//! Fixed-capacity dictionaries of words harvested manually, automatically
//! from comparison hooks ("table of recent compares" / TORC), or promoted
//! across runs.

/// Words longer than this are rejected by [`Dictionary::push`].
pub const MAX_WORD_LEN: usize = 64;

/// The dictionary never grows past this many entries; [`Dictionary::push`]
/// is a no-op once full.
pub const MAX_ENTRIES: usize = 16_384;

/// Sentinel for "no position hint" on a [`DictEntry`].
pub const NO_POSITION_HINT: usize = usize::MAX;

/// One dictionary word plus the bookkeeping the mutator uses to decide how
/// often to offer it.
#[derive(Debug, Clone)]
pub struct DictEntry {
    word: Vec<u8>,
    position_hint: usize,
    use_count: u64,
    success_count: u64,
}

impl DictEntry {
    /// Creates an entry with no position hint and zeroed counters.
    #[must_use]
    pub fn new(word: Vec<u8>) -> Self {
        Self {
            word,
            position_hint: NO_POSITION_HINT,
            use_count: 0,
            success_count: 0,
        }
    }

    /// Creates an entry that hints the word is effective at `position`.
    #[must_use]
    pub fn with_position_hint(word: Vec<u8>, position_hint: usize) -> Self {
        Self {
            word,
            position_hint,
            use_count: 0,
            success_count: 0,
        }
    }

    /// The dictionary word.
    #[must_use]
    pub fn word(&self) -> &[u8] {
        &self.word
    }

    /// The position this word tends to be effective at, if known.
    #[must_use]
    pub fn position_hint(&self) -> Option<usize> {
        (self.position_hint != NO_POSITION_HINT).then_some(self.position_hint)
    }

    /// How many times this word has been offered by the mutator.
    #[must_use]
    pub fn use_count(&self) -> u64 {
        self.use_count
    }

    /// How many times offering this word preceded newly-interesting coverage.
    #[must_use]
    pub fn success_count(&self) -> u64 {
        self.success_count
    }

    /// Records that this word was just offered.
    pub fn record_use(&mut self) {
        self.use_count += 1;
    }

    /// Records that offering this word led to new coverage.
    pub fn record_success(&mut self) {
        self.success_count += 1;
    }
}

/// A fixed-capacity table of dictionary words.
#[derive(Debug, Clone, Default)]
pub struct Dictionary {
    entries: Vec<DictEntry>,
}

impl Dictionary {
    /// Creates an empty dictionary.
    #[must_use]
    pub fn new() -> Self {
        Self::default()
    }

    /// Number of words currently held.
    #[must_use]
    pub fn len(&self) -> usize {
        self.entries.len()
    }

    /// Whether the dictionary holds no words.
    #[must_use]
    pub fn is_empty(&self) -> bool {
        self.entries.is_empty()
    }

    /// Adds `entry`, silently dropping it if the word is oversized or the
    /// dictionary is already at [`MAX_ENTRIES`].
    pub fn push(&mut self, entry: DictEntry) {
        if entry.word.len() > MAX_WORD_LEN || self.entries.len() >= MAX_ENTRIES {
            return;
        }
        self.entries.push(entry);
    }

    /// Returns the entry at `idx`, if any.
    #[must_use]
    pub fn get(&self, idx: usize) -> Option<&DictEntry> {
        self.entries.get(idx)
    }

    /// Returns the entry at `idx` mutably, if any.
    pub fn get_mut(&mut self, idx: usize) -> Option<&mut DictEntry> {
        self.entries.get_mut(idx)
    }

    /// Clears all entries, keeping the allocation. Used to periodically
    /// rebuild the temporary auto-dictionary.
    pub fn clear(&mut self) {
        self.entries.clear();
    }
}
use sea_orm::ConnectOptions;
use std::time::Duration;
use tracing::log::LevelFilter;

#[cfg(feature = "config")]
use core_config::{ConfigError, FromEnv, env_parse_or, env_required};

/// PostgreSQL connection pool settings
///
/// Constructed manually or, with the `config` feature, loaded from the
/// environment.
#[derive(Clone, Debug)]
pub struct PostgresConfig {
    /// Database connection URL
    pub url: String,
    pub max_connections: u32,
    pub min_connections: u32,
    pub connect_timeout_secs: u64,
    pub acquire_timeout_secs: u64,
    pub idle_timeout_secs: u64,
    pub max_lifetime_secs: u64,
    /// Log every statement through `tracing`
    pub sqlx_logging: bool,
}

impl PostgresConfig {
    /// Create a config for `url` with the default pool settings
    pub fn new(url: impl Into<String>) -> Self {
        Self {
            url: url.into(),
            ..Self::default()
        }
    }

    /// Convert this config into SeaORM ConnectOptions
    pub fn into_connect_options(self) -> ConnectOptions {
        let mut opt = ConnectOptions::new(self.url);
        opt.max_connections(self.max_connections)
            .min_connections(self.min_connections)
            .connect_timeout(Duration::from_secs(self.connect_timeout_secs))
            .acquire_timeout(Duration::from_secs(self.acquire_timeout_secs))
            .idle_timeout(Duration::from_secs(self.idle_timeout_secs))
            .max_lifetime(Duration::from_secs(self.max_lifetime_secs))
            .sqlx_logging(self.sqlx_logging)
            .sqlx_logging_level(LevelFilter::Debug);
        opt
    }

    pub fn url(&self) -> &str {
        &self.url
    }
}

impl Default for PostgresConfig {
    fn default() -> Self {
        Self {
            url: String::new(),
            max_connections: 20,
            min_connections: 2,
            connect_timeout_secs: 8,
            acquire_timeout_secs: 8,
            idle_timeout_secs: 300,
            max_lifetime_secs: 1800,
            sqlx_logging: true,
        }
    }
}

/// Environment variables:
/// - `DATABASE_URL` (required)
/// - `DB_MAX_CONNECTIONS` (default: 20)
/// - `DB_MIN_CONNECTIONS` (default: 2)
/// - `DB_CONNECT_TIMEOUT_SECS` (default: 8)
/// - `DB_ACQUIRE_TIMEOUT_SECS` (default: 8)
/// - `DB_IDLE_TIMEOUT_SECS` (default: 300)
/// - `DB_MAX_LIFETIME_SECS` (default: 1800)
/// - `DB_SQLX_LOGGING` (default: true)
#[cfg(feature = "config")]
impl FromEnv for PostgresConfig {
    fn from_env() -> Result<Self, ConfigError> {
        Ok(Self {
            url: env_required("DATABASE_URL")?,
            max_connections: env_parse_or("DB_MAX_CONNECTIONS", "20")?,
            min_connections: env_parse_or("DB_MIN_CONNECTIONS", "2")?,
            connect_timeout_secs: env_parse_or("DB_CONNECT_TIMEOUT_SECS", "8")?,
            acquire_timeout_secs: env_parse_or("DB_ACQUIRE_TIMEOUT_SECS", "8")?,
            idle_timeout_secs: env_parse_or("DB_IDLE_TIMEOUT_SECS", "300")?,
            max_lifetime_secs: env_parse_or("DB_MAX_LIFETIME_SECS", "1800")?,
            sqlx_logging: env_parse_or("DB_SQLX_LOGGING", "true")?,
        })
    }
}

==================================================

→ **Exercise instructions**
Which of the lines above carry the string "pool"? Pick them out and copy them.

→ **Result for this exercise**
/// PostgreSQL connection pool settings
    /// Create a config for `url` with the default pool settings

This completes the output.